Freshman Research Courses

NSCI 120: Introductory Scientific Research Challenges

Students in NSCI 120 solve client-based problems that require the discovery or application of scientific knowledge, specifically in the fields of biology and chemistry. Students work in interdisciplinary teams and are involved in shaping their project and implementing the scientific method to find solutions.

BIOC 112: Introductory Biological Research Challenges

Teams of students work on investigative, client-based projects with opportunities to design experiments, analyze data and communicate their findings. This course is recommended for students interested in the Biochemistry and Cell Biology major who have very limited practical laboratory experience.

BIOC 118: Freshman Seminar in Local Biology Research (BCB)

In this 7-week seminar course, freshmen prospective biologists receive an introduction to the excitement of research at Rice and the Medical Center to provide the context with which to think about facts presented in biosciences textbooks. Small groups meet weekly with a graduate student or postdoctoral researcher to explore a published research article by a local lab, gaining background information about the subject and exposure to the research techniques. In the final session, the group tours the lab that produced the feature article. This course meets in the second half of the semester and features research in the program of Biochemistry and Cell Biology.

EBIO 119: Freshman Biology Seminar (EEB)

In this 5-week seminar course, freshmen prospective biologists receive an introduction to the excitement of research at Rice and the Medical Center to provide the context with which to think about facts presented in biosciences textbooks. Small groups meet weekly with a graduate student or postdoctoral researcher to explore a published research article by a local lab, gaining background information about the subject and exposure to the research techniques. In the final session, the group tours the lab that produced the feature article. This course meets in the first half of the semester and features research in the program of Ecology and Evolutionary Biology.

ESCI 114: Discoveries in Earth, Environmental and Planetary Sciences Seminar

This seminar course provides an overview of exciting discoveries, research and recent advances in earth, environmental and planetary sciences, facilitated through discussions with graduate students and faculty, as well as laboratory visits and demonstrations.

CHEM 110: Freshman Chemistry Seminar

This half-semester course introduces freshmen to chemical research at Rice and in Houston. The course is offered both semesters. Some of the same material is covered in both semesters, although the fall course emphasizes material for students interested in the PhD track towards academic and industrial chemistry careers while the spring semester places greater emphasis on research in the Texas Medical Center for students who plan to pursue the health professions.

ENST 117: Freshman Environmental Seminar

This 7-week seminar course, introduces freshmen prospective environmental science researchers to the excitement of research at Rice and in the broader Houston area and provides context with which to think about facts presented in textbooks. Small groups meet weekly with a graduate student or postdoctoral researcher to explore a published research article by a local team of researchers, gaining background information about the subject and exposure to the research techniques. In the final session, the group will tour the lab that produced the feature article.

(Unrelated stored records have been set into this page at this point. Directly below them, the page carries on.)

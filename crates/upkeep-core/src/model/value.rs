use serde::{Deserialize, Serialize};

/// The kind of a catalog field, which also selects its normalizer.
#[derive(Debug, Clone, Copy, PartialEq, Eq, Serialize, Deserialize)]
#[serde(rename_all = "snake_case")]
pub enum ValueKind {
    Text,
    Int,
    Bool,
    /// Trimmed, deduplicated, sorted strings (case-sensitive)
    StringSet,
    /// Like `StringSet` but case-folded
    TagSet,
    IntSet,
    /// String-keyed map such as request headers
    Map,
}

impl ValueKind {
    /// The normalized empty value of this kind.
    ///
    /// Used both for explicit "clear" assertions and for remote fields that
    /// are missing or arrive in an unrecognised shape.
    pub fn empty(&self) -> FieldValue {
        match self {
            ValueKind::Text => FieldValue::Text(String::new()),
            ValueKind::Int => FieldValue::Int(0),
            ValueKind::Bool => FieldValue::Bool(false),
            ValueKind::StringSet | ValueKind::TagSet => FieldValue::Strings(Vec::new()),
            ValueKind::IntSet => FieldValue::Ints(Vec::new()),
            ValueKind::Map => FieldValue::Pairs(Vec::new()),
        }
    }

    pub fn is_collection(&self) -> bool {
        matches!(
            self,
            ValueKind::StringSet | ValueKind::TagSet | ValueKind::IntSet | ValueKind::Map
        )
    }
}

/// A normalized, comparable field value.
///
/// Values are only ever constructed through the normalizers, so plain
/// structural equality is the comparison rule.
#[derive(Debug, Clone, PartialEq, Eq, Serialize, Deserialize)]
#[serde(tag = "type", content = "value", rename_all = "snake_case")]
pub enum FieldValue {
    Text(String),
    Int(i64),
    Bool(bool),
    Strings(Vec<String>),
    Ints(Vec<i64>),
    Pairs(Vec<(String, String)>),
}

impl FieldValue {
    /// True for the empty form of the value's kind. Booleans are never empty.
    pub fn is_empty(&self) -> bool {
        match self {
            FieldValue::Text(s) => s.is_empty(),
            FieldValue::Int(i) => *i == 0,
            FieldValue::Bool(_) => false,
            FieldValue::Strings(v) => v.is_empty(),
            FieldValue::Ints(v) => v.is_empty(),
            FieldValue::Pairs(v) => v.is_empty(),
        }
    }
}

impl std::fmt::Display for FieldValue {
    fn fmt(&self, f: &mut std::fmt::Formatter<'_>) -> std::fmt::Result {
        match self {
            FieldValue::Text(s) => write!(f, "{:?}", s),
            FieldValue::Int(i) => write!(f, "{}", i),
            FieldValue::Bool(b) => write!(f, "{}", b),
            FieldValue::Strings(v) => write!(f, "[{}]", v.join(", ")),
            FieldValue::Ints(v) => {
                let items: Vec<String> = v.iter().map(|i| i.to_string()).collect();
                write!(f, "[{}]", items.join(", "))
            }
            FieldValue::Pairs(v) => {
                let items: Vec<String> =
                    v.iter().map(|(k, val)| format!("{}={}", k, val)).collect();
                write!(f, "{{{}}}", items.join(", "))
            }
        }
    }
}
//! Write-then-settle orchestration.

use crate::client::{RemoteReader, RemoteWriter};
use crate::config::EngineConfig;
use crate::errors::ReconcileError;
use crate::settle::{settle, CallerContext};
use tokio::time::Instant;
use upkeep_core::{build_desired_with_subtype, build_observed, converged};
use upkeep_core::{log_op_end, log_op_error, log_op_start};
use upkeep_core::{DesiredProjection, ExError, ObservedSnapshot, ResourceCatalog, WriteIntent};

const OP_RECONCILE: &str = "reconcile";

/// A write whose effect was observed on the remote object.
#[derive(Debug, Clone)]
pub struct Reconciled {
    pub target_id: String,
    pub desired: DesiredProjection,
    /// The snapshot that matched: the write echo, or the last settle read
    pub snapshot: ObservedSnapshot,
    /// False when the write echo already matched and no read was needed
    pub settled: bool,
}

pub struct Reconciler<C> {
    client: C,
    config: EngineConfig,
}

impl<C> Reconciler<C>
where
    C: RemoteReader + RemoteWriter,
{
    pub fn new(client: C, config: EngineConfig) -> Self {
        Self { client, config }
    }

    pub fn client(&self) -> &C {
        &self.client
    }

    pub fn config(&self) -> &EngineConfig {
        &self.config
    }

    /// Submit `intent` and wait until the remote object reflects it.
    ///
    /// The desired projection is built only once the write went through,
    /// gated by the subtype the echo reports when the intent names none. If
    /// the echoed object already matches it, no read is made; otherwise the
    /// object is polled under the settle policy configured for its kind.
    ///
    /// # Errors
    ///
    /// - [`ReconcileError::KindMismatch`] when `catalog` is not the intent's
    ///   kind; nothing is written
    /// - [`ReconcileError::Write`] when the write is rejected (never retried)
    /// - [`ReconcileError::MissingIdentifier`] when neither the echo nor the
    ///   intent names the object
    /// - [`ReconcileError::Settle`] when the object does not converge in time
    pub async fn apply(
        &self,
        catalog: &ResourceCatalog,
        intent: &WriteIntent,
        ctx: &CallerContext,
    ) -> Result<Reconciled, ReconcileError> {
        let started = Instant::now();
        log_op_start!(
            OP_RECONCILE,
            resource_kind = %catalog.kind,
            write_op = intent.op().as_str(),
            session_id = %ctx.session_id(),
        );

        let result = self.write_then_settle(catalog, intent, ctx).await;
        let duration_ms = started.elapsed().as_millis() as u64;
        match &result {
            Ok(done) => {
                log_op_end!(
                    OP_RECONCILE,
                    duration_ms = duration_ms,
                    target_id = done.target_id.as_str(),
                    settled = done.settled,
                );
            }
            Err(err) => {
                let ex_err = ExError::from(err).with_session_id(ctx.session_id().clone());
                log_op_error!(OP_RECONCILE, ex_err, duration_ms = duration_ms);
            }
        }
        result
    }

    async fn write_then_settle(
        &self,
        catalog: &ResourceCatalog,
        intent: &WriteIntent,
        ctx: &CallerContext,
    ) -> Result<Reconciled, ReconcileError> {
        if catalog.kind != intent.kind() {
            return Err(ReconcileError::KindMismatch {
                catalog: catalog.kind,
                intent: intent.kind(),
            });
        }

        let echoed = self
            .client
            .write(intent)
            .await
            .map_err(|source| ReconcileError::Write {
                kind: catalog.kind,
                source,
            })?;

        let echoed_subtype = catalog.observed_subtype(&echoed);
        let desired = build_desired_with_subtype(catalog, intent, echoed_subtype.as_deref());
        let echo = build_observed(catalog, &echoed);

        let target_id = echo
            .id()
            .or(intent.target_id())
            .map(str::to_string)
            .ok_or(ReconcileError::MissingIdentifier { kind: catalog.kind })?;

        if converged(&desired, &echo) {
            tracing::debug!(target_id = %target_id, "write echo already converged");
            return Ok(Reconciled {
                target_id,
                desired,
                snapshot: echo,
                settled: false,
            });
        }

        let policy = self.config.policy_for(catalog.kind);
        let snapshot = settle(&self.client, catalog, &target_id, &desired, &policy, ctx).await?;
        Ok(Reconciled {
            target_id,
            desired,
            snapshot,
            settled: true,
        })
    }
}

PHYS 116: Seminar in Physics and Astronomy at Rice and Beyond

This half-semester seminar course will meet in the first half of the Spring semester to introduce prospective and current science and engineering majors to the exciting research in physics and astronomy at Rice and beyond. The course will provide students with the context to think about how the facts presented in physics and astronomy textbooks are applied to real-world research. Undergraduate students in a small group will meet weekly with a graduate student to explore a published research article by a local lab, learning about what was done and why it was important. Toward the end of the course, the group will tour the lab that produced the featured article. All students are eligible to enroll in PHYS 116 regardless of the intended area of study.